Author Spotlight: Exploring Strategies for Successful Immune Response Against Tumors
Published on: August 16, 2024
Integrating Bulk RNA-Seq and Spatial Transcriptomics Data to Reveal Distinct Immune Escape Mechanism and
Kai Li1, Chuyi Cai2, Qingmei Chen3
1Department of Chemo and Radiotherapy, Ningbo No.2 Hospital, Ningbo, Zhejiang Province, China.
Abstract:
Post-translational modification (PTM) plays a crucial role in head and neck squamous cell carcinoma (HNSCC) progression, and their specific prognostic implications in HNSCC have not been thoroughly investigated. TCGA-HNSCC, GSE41613, GSE42743, and GSE65858 were merged into a meta-cohort, and 21 types of PTM were generated consensus cluster. Then, WGCNA was utilized to identify module genes. Finally, a machine learning approach was used to create the PTM.score. This analysis revealed 2 distinct subtypes of PTMs, each characterized by unique molecular signatures. By integrating different categories of genes, including DEGs, prognosis-related DEGs, module genes, and PTM-related genes, 13 hub genes were identified, and a PTM.score was developed.
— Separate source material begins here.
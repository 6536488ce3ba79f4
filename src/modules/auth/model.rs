pub use mesrs_models::auth::*;
pub use mesrs_models::profiles::{Profile, UpdateProfileDto};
PTM.score was rigorously validated across 4 independent external cohorts and an in-house cohort, demonstrating its reliability and potential applicability. The PTM.score serves a dual purpose in its application, as it encapsulates the essential clinical context and offers valuable insights regarding the efficacy of immunotherapy treatments. In particular, patients categorized with a high PTM.score displayed a TME that was more actively engaged, which corresponded with a poor prognosis. Furthermore, these patients demonstrated a low level of responsiveness to immunotherapy interventions. In addition, an analysis utilizing spatial transcriptomics revealed that the PTM.score was markedly expressed within the tumor cells. This novel PTM-related prognostic signature could effectively assess the prognosis and therapeutic responses of HNSCC patients, providing new perspectives for individualized treatment for the patient population.